__Material supplied__:
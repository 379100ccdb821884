//! Gate definitions and their pass criteria.
//!
//! Criteria are a closed set of variants. Content, pattern and schema checks
//! can be evaluated automatically; shell verification runs through the
//! verification loop and self-review criteria are judged by the caller.

use serde::{Deserialize, Serialize};

use crate::core::types::ShellVerifyConfig;

#[derive(Debug, Clone, Copy, PartialEq, Eq, Serialize, Deserialize, Default)]
#[serde(rename_all = "lowercase")]
pub enum GateKind {
    /// Blocking-capable check that expects a verdict.
    #[default]
    Validation,
    /// Advisory text injected into the prompt.
    Guidance,
}

#[derive(Debug, Clone, Copy, PartialEq, Eq, Serialize, Deserialize, Default)]
#[serde(rename_all = "lowercase")]
pub enum GateCategory {
    Methodology,
    #[default]
    Quality,
    Security,
    Custom,
}

/// Discriminant of [`PassCriterion`].
#[derive(Debug, Clone, Copy, PartialEq, Eq, Serialize, Deserialize)]
#[serde(rename_all = "snake_case")]
pub enum CriteriaType {
    ContentCheck,
    PatternMatch,
    SchemaMatch,
    ShellVerify,
    SelfReview,
}

#[derive(Debug, Clone, PartialEq, Serialize, Deserialize)]
#[serde(tag = "type", rename_all = "snake_case")]
pub enum PassCriterion {
    ContentCheck {
        #[serde(default)]
        min_length: Option<usize>,
        #[serde(default)]
        max_length: Option<usize>,
        #[serde(default)]
        required: Vec<String>,
        #[serde(default)]
        forbidden: Vec<String>,
    },
    PatternMatch {
        pattern: String,
    },
    SchemaMatch {
        schema: serde_json::Value,
    },
    ShellVerify {
        config: ShellVerifyConfig,
    },
    SelfReview {
        criteria: String,
    },
}

impl PassCriterion {
    pub fn criteria_type(&self) -> CriteriaType {
        match self {
            Self::ContentCheck { .. } => CriteriaType::ContentCheck,
            Self::PatternMatch { .. } => CriteriaType::PatternMatch,
            Self::SchemaMatch { .. } => CriteriaType::SchemaMatch,
            Self::ShellVerify { .. } => CriteriaType::ShellVerify,
            Self::SelfReview { .. } => CriteriaType::SelfReview,
        }
    }

    /// One-line description used in guidance and review prompts.
    pub fn describe(&self) -> String {
        match self {
            Self::ContentCheck {
                min_length,
                max_length,
                required,
                forbidden,
            } => {
                let mut parts = Vec::new();
                if let Some(min) = min_length {
                    parts.push(format!("at least {min} characters"));
                }
                if let Some(max) = max_length {
                    parts.push(format!("at most {max} characters"));
                }
                if !required.is_empty() {
                    parts.push(format!("mentions {}", required.join(", ")));
                }
                if !forbidden.is_empty() {
                    parts.push(format!("avoids {}", forbidden.join(", ")));
                }
                if parts.is_empty() {
                    "non-empty output".to_string()
                } else {
                    parts.join("; ")
                }
            }
            Self::PatternMatch { pattern } => format!("output matches /{pattern}/"),
            Self::SchemaMatch { .. } => "output is JSON matching the declared schema".to_string(),
            Self::ShellVerify { config } => format!("`{}` exits with status 0", config.command),
            Self::SelfReview { criteria } => criteria.clone(),
        }
    }
}

/// Restricts automatic activation of a gate.
#[derive(Debug, Clone, Default, PartialEq, Eq, Serialize, Deserialize)]
#[serde(default)]
pub struct GateActivation {
    pub prompt_categories: Vec<String>,
    pub frameworks: Vec<String>,
}

impl GateActivation {
    /// Empty lists mean "any".
    pub fn matches(&self, category: &str, framework: Option<&str>) -> bool {
        let category_ok = self.prompt_categories.is_empty()
            || self
                .prompt_categories
                .iter()
                .any(|c| c.eq_ignore_ascii_case(category));
        let framework_ok = self.frameworks.is_empty()
            || framework.is_some_and(|f| self.frameworks.iter().any(|x| x.eq_ignore_ascii_case(f)));
        category_ok && framework_ok
    }
}

#[derive(Debug, Clone, PartialEq, Serialize, Deserialize)]
pub struct GateDefinition {
    pub id: String,
    pub name: String,
    #[serde(default)]
    pub kind: GateKind,
    #[serde(default)]
    pub category: GateCategory,
    #[serde(default)]
    pub guidance: String,
    #[serde(default)]
    pub criteria: Vec<PassCriterion>,
    #[serde(default)]
    pub blocking: bool,
    #[serde(default)]
    pub activation: GateActivation,
}

impl GateDefinition {
    /// A blocking gate whose criteria must be judged by the caller.
    pub fn requires_review(&self) -> bool {
        self.blocking
            && self.kind == GateKind::Validation
            && self
                .criteria
                .iter()
                .any(|c| !matches!(c, PassCriterion::ShellVerify { .. }))
    }

    pub fn shell_verify(&self) -> Option<&ShellVerifyConfig> {
        self.criteria.iter().find_map(|c| match c {
            PassCriterion::ShellVerify { config } => Some(config),
            _ => None,
        })
    }

    /// Review prompt for this gate: guidance plus each criterion.
    pub fn review_prompt(&self) -> String {
        let mut out = format!("**{}**", self.name);
        if !self.guidance.trim().is_empty() {
            out.push_str(&format!(": {}", self.guidance.trim()));
        }
        for criterion in &self.criteria {
            out.push_str(&format!("\n  - {}", criterion.describe()));
        }
        out
    }
}

/// Result of checking one auto-evaluable criterion.
#[derive(Debug, Clone, PartialEq, Eq, Serialize, Deserialize)]
#[serde(rename_all = "camelCase")]
pub struct CriterionOutcome {
    pub gate_id: String,
    pub passed: bool,
    pub message: String,
    pub blocking: bool,
}

/// Evaluate the automatically checkable criteria of `gate` against `output`.
///
/// Shell and self-review criteria are skipped.
pub fn evaluate_gate(gate: &GateDefinition, output: &str) -> Vec<CriterionOutcome> {
    gate.criteria
        .iter()
        .filter_map(|criterion| {
            evaluate_criterion(criterion, output).map(|(passed, message)| CriterionOutcome {
                gate_id: gate.id.clone(),
                passed,
                message,
                blocking: gate.blocking,
            })
        })
        .collect()
}

fn evaluate_criterion(criterion: &PassCriterion, output: &str) -> Option<(bool, String)> {
    match criterion {
        PassCriterion::ContentCheck {
            min_length,
            max_length,
            required,
            forbidden,
        } => {
            let len = output.trim().chars().count();
            let mut problems = Vec::new();
            if let Some(min) = min_length
                && len < *min
            {
                problems.push(format!("length {len} is below {min}"));
            }
            if let Some(max) = max_length
                && len > *max
            {
                problems.push(format!("length {len} exceeds {max}"));
            }
            let lowered = output.to_lowercase();
            for term in required {
                if !lowered.contains(&term.to_lowercase()) {
                    problems.push(format!("missing required term '{term}'"));
                }
            }
            for term in forbidden {
                if lowered.contains(&term.to_lowercase()) {
                    problems.push(format!("contains forbidden term '{term}'"));
                }
            }
            Some(if problems.is_empty() {
                (true, "content check passed".to_string())
            } else {
                (false, problems.join("; "))
            })
        }
        PassCriterion::PatternMatch { pattern } => Some(match regex::Regex::new(pattern) {
            Ok(re) if re.is_match(output) => (true, format!("matches /{pattern}/")),
            Ok(_) => (false, format!("does not match /{pattern}/")),
            Err(err) => (false, format!("invalid pattern /{pattern}/: {err}")),
        }),
        PassCriterion::SchemaMatch { schema } => Some(check_schema(schema, output)),
        PassCriterion::ShellVerify { .. } | PassCriterion::SelfReview { .. } => None,
    }
}

fn check_schema(schema: &serde_json::Value, output: &str) -> (bool, String) {
    let instance: serde_json::Value = match serde_json::from_str(output.trim()) {
        Ok(value) => value,
        Err(err) => return (false, format!("output is not JSON: {err}")),
    };
    let validator = match jsonschema::validator_for(schema) {
        Ok(v) => v,
        Err(err) => return (false, format!("invalid schema: {err}")),
    };
    let messages: Vec<String> = validator
        .iter_errors(&instance)
        .map(|err| err.to_string())
        .collect();
    if messages.is_empty() {
        (true, "schema matched".to_string())
    } else {
        (false, messages.join("; "))
    }
}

__Task brief__: In the entries above, work out how many lines contain the string "GateActivation", and give only that number.

__Expected output__: 3